**What to work on**
Copy out every line holding the string "repository" from the records below.

**Records for the exercise**
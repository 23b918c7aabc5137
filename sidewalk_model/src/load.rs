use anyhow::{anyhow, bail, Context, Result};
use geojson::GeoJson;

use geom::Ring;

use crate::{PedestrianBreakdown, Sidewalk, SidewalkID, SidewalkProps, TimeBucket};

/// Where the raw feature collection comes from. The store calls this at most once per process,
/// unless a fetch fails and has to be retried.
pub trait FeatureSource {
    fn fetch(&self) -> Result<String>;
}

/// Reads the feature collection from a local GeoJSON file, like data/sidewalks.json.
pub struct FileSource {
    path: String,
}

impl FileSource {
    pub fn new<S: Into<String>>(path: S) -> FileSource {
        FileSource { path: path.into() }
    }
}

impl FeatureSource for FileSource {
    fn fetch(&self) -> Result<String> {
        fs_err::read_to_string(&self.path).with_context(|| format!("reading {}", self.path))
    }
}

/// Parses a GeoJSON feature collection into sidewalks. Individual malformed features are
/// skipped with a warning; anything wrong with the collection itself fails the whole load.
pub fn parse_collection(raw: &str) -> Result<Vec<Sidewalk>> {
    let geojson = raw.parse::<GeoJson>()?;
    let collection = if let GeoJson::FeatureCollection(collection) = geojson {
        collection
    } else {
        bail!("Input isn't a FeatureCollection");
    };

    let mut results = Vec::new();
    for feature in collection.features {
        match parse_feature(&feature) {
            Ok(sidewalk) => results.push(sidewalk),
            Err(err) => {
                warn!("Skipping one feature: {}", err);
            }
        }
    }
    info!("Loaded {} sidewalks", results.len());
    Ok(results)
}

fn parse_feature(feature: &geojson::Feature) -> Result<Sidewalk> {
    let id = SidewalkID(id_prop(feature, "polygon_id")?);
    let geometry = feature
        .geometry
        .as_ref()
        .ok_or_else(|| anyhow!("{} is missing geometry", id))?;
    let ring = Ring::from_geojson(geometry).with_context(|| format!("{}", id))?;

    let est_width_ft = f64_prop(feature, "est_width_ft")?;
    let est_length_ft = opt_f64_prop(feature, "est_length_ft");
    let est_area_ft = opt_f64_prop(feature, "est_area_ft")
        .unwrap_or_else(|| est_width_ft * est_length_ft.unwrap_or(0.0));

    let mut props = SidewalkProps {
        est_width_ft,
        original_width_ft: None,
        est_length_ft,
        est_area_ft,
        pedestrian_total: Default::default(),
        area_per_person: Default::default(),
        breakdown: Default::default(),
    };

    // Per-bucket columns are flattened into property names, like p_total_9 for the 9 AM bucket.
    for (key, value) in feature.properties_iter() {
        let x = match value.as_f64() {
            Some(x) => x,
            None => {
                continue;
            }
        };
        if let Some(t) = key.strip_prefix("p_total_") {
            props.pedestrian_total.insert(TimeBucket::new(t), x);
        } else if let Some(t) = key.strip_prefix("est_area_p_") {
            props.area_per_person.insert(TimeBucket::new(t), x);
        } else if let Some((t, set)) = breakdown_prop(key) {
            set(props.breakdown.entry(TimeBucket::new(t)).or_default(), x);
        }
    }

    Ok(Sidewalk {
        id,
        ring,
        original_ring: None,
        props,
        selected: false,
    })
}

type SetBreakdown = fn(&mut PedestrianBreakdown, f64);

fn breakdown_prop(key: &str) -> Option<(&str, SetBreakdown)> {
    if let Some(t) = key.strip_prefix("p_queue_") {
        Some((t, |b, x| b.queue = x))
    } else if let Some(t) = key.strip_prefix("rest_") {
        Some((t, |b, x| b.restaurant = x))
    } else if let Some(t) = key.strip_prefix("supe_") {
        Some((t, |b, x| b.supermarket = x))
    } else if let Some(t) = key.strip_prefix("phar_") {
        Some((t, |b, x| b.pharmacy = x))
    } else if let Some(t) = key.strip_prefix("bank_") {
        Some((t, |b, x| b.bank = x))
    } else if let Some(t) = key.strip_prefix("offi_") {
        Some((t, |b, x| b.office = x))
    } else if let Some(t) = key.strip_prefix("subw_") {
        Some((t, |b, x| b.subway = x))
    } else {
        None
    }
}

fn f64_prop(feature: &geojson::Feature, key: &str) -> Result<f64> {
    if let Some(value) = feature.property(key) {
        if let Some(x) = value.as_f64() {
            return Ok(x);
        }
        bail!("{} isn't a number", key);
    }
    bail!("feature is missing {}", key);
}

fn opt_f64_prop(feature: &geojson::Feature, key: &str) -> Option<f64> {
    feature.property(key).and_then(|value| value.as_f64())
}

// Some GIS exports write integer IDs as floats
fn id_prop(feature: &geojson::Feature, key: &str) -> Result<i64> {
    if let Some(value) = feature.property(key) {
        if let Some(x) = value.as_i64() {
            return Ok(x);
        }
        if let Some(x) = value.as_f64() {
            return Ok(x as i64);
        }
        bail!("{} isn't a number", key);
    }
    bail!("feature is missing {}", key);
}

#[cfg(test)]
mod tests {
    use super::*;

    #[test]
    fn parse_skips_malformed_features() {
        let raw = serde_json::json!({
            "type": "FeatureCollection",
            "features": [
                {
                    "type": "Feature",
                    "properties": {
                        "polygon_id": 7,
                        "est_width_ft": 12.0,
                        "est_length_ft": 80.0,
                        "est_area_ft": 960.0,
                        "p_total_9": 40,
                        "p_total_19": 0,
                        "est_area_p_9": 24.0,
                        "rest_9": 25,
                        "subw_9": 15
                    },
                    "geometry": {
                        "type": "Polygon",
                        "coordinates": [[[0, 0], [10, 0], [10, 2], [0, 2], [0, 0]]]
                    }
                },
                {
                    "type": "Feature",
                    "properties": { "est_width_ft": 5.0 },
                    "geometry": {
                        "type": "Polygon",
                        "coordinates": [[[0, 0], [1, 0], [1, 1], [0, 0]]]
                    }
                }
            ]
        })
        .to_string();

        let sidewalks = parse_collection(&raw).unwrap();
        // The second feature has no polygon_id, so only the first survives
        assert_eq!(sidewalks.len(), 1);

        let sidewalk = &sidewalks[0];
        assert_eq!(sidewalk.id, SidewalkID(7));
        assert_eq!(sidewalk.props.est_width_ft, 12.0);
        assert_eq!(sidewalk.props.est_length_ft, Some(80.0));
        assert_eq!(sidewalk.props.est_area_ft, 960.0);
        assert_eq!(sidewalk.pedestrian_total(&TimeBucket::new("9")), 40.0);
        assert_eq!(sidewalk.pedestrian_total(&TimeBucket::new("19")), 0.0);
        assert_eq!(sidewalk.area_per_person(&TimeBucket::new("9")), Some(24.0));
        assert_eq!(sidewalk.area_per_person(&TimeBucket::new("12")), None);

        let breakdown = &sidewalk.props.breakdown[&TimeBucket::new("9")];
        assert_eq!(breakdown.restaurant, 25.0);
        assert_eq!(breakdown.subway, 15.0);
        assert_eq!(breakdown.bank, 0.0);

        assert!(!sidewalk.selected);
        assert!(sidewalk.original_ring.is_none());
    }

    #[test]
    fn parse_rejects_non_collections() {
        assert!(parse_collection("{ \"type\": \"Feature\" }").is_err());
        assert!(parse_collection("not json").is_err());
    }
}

* * *

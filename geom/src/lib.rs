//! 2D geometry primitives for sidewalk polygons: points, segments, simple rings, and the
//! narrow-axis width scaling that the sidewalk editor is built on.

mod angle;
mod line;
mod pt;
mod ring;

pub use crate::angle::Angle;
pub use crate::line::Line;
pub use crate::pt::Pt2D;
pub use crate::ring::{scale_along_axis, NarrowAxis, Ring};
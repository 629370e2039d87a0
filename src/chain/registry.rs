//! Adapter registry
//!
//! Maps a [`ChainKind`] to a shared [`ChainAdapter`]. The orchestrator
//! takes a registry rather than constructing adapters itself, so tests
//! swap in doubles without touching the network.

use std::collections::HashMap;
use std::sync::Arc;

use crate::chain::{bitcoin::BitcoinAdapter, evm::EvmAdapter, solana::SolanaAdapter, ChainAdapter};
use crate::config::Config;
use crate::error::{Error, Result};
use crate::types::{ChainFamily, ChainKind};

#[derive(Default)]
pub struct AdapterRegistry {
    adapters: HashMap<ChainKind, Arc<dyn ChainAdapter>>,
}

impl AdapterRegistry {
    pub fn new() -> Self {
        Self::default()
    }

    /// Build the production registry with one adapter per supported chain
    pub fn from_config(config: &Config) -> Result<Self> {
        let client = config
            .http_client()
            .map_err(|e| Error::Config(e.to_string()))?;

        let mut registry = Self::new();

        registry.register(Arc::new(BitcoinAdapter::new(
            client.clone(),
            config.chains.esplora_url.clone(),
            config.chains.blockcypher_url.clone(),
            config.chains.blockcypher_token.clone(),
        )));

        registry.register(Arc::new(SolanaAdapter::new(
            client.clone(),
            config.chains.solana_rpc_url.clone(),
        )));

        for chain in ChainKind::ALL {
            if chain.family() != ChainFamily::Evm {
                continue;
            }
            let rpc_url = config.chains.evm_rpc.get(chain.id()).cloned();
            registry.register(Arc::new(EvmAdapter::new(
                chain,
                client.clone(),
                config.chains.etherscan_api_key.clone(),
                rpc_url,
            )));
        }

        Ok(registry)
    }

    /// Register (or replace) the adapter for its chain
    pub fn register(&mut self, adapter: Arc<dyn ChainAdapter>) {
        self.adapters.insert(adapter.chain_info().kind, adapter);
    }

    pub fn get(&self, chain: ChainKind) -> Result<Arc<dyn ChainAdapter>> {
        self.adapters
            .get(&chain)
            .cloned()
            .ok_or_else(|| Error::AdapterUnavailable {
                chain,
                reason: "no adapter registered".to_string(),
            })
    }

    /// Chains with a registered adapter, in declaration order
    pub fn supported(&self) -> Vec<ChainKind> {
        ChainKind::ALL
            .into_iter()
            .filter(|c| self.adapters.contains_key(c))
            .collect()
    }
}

...

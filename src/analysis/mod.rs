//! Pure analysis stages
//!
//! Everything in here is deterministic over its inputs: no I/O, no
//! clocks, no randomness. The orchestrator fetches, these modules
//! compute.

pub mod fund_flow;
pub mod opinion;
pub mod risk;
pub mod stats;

**The completed task**
repository 23b918c7aabc5137
repository 629370e2039d87a0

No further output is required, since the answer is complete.